• Aim of the exercise:
From the entries, copy each line that includes "RemovalDue".

• Data for review:

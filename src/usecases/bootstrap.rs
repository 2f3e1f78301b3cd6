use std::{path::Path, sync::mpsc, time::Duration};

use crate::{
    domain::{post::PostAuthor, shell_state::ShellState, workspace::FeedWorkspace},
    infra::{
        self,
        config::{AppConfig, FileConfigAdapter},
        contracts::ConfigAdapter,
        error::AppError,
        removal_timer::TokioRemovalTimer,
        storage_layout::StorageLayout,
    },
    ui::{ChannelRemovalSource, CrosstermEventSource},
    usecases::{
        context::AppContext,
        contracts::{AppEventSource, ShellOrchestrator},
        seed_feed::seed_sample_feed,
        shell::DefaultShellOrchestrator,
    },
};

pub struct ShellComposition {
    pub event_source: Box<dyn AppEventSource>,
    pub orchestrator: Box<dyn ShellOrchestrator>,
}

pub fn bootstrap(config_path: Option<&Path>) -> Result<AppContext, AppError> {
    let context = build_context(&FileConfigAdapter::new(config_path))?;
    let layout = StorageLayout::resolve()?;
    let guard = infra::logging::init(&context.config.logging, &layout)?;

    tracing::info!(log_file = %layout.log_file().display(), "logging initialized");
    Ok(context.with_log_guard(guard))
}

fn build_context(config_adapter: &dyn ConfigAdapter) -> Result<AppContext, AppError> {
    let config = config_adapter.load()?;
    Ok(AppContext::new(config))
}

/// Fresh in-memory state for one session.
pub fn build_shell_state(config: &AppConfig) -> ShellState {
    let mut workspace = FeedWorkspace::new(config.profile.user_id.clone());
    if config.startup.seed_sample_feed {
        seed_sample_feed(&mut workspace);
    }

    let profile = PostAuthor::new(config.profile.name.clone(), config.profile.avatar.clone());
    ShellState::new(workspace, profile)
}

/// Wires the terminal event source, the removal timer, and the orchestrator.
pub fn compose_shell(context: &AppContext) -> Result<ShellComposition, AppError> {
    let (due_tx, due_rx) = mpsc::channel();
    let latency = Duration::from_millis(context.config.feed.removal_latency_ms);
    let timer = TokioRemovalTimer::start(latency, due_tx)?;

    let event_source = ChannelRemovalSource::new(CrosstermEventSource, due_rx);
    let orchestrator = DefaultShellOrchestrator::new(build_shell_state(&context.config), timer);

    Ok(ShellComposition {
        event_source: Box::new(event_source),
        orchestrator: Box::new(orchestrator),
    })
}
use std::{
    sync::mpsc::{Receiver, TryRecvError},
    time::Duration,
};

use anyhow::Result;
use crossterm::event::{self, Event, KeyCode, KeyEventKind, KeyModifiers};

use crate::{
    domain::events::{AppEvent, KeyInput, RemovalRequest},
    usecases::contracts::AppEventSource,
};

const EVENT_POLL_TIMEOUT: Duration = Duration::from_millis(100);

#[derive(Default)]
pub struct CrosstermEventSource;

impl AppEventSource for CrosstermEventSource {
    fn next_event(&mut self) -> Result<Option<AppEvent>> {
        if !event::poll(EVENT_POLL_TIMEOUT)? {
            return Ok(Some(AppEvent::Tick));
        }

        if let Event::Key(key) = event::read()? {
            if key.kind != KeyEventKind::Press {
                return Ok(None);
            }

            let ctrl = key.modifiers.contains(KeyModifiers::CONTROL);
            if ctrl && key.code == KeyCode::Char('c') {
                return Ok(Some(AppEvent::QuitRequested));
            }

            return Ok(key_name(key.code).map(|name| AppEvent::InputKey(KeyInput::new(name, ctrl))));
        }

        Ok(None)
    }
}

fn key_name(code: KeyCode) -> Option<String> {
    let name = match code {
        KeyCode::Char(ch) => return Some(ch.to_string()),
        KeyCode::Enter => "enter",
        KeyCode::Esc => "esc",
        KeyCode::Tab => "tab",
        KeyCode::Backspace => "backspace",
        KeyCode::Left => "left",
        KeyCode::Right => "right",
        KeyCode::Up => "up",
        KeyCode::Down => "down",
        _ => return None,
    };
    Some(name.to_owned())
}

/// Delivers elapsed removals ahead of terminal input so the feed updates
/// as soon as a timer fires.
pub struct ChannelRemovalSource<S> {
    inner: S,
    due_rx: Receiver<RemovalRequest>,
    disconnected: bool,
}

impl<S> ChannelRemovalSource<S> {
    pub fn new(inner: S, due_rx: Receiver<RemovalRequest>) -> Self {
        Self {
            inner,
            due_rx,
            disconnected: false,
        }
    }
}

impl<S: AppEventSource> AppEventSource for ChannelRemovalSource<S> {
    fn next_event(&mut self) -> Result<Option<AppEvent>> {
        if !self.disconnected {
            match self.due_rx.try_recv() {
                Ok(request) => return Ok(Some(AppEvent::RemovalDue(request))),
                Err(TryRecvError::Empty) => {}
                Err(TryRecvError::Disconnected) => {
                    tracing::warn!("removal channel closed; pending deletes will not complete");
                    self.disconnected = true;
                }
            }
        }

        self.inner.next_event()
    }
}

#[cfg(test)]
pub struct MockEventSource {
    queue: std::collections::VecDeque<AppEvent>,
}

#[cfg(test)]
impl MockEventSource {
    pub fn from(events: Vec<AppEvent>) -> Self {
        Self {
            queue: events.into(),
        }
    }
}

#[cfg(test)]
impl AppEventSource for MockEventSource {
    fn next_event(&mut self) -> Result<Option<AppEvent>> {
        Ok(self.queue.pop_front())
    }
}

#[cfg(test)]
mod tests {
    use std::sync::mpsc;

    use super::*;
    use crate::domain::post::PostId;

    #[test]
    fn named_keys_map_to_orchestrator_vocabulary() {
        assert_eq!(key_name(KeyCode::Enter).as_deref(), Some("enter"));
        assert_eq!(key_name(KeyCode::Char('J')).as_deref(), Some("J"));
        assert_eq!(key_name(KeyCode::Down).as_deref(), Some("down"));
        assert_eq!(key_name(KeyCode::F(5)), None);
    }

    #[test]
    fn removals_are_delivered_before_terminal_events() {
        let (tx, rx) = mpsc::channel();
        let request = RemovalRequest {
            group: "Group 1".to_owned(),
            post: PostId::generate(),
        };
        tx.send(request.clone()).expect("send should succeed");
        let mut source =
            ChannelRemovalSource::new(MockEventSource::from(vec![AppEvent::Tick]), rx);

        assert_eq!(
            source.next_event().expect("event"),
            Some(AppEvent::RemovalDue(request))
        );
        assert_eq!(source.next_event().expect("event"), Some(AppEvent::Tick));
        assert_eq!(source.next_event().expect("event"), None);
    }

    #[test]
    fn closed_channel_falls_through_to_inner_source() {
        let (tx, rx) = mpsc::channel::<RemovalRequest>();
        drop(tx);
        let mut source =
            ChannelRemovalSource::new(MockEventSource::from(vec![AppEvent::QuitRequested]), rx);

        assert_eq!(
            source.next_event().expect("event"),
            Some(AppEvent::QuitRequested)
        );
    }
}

==

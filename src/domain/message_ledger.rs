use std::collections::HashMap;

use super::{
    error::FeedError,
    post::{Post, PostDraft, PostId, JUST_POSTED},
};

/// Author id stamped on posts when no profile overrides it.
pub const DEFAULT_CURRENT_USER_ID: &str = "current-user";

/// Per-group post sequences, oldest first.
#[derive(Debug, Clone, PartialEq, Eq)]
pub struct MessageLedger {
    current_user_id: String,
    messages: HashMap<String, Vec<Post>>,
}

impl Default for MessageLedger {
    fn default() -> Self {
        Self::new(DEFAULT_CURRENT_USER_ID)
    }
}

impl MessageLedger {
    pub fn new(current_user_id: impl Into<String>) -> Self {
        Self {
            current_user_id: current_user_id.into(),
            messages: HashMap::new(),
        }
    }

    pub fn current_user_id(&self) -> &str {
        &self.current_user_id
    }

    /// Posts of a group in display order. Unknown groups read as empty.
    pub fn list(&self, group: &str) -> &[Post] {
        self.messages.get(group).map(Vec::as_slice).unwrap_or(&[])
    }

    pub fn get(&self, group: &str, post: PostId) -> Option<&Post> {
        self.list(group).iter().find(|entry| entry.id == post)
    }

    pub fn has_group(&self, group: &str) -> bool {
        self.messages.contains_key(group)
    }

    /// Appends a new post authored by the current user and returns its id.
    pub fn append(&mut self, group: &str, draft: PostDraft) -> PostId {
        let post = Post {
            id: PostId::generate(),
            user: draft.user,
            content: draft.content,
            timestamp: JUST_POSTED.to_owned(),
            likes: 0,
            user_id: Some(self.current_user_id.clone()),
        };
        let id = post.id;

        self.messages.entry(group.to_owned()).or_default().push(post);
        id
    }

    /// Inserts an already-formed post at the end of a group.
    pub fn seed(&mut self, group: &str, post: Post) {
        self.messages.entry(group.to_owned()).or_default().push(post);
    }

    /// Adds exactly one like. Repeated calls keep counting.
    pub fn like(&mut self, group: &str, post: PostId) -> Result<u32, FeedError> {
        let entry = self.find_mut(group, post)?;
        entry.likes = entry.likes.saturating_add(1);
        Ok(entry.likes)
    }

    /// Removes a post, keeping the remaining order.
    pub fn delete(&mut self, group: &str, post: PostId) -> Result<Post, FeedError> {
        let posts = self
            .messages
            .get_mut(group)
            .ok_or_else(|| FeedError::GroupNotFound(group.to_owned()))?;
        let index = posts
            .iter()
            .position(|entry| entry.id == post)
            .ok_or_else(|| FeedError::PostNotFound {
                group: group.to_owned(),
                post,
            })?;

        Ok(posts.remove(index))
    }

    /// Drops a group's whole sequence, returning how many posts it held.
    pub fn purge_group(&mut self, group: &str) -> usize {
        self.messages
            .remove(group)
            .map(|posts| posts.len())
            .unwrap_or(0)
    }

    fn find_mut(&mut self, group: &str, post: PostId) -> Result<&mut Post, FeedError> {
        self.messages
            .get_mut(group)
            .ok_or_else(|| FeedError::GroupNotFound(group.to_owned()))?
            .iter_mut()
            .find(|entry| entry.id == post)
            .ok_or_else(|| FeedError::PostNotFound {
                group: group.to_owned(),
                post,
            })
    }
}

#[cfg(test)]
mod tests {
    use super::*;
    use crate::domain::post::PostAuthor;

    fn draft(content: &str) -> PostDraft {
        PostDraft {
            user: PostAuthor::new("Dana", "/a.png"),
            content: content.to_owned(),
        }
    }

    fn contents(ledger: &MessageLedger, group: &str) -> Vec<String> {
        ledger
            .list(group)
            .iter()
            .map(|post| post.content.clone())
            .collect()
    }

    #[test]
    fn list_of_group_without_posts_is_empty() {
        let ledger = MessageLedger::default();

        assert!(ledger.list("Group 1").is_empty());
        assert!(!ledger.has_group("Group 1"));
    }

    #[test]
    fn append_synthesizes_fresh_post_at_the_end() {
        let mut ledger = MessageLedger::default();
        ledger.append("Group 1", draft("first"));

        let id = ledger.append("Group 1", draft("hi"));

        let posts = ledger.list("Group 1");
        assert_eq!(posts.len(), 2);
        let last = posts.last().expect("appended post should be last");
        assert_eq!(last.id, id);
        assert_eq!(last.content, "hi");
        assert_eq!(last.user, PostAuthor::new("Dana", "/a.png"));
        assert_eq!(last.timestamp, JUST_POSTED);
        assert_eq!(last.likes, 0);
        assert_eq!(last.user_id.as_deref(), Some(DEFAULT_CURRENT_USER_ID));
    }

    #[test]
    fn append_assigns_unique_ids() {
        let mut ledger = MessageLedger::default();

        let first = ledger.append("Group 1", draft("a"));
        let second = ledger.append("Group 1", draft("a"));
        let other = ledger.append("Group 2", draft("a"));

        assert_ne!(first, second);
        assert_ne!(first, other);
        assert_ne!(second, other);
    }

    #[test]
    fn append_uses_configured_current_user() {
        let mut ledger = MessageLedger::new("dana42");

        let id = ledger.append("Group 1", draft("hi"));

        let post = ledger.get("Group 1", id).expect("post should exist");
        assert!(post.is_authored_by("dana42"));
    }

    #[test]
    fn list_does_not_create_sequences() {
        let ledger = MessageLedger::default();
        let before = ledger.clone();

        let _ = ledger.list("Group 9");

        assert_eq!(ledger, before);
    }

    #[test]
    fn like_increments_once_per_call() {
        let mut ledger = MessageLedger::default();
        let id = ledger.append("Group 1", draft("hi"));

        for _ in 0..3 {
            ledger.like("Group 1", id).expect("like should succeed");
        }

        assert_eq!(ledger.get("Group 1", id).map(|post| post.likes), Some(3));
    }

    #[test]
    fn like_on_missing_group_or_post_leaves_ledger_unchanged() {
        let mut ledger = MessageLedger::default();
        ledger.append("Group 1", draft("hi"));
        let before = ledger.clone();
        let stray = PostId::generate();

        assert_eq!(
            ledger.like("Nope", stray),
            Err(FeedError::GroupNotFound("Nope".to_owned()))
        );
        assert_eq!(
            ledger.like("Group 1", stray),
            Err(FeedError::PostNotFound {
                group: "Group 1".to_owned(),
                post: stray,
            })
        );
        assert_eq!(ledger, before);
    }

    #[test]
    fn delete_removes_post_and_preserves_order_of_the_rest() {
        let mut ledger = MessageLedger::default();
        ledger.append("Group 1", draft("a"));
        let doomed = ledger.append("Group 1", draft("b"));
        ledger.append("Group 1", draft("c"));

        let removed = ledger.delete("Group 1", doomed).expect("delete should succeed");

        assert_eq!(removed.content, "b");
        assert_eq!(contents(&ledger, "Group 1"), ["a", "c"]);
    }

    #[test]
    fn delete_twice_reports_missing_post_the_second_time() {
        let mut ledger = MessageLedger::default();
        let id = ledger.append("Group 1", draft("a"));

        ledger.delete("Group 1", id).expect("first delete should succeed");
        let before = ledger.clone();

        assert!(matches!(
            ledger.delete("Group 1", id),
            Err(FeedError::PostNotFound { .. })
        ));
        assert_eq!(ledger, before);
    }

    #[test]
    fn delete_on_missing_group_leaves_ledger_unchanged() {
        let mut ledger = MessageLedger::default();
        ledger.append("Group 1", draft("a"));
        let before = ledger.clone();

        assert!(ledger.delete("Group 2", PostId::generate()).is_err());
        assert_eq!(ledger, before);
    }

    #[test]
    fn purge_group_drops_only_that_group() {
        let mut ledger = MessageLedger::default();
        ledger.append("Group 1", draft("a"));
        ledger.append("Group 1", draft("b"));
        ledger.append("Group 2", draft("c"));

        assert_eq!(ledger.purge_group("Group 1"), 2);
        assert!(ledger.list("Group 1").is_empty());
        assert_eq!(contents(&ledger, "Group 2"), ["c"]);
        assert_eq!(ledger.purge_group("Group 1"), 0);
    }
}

• Problem solution:
                Ok(request) => return Ok(Some(AppEvent::RemovalDue(request))),
            Some(AppEvent::RemovalDue(request))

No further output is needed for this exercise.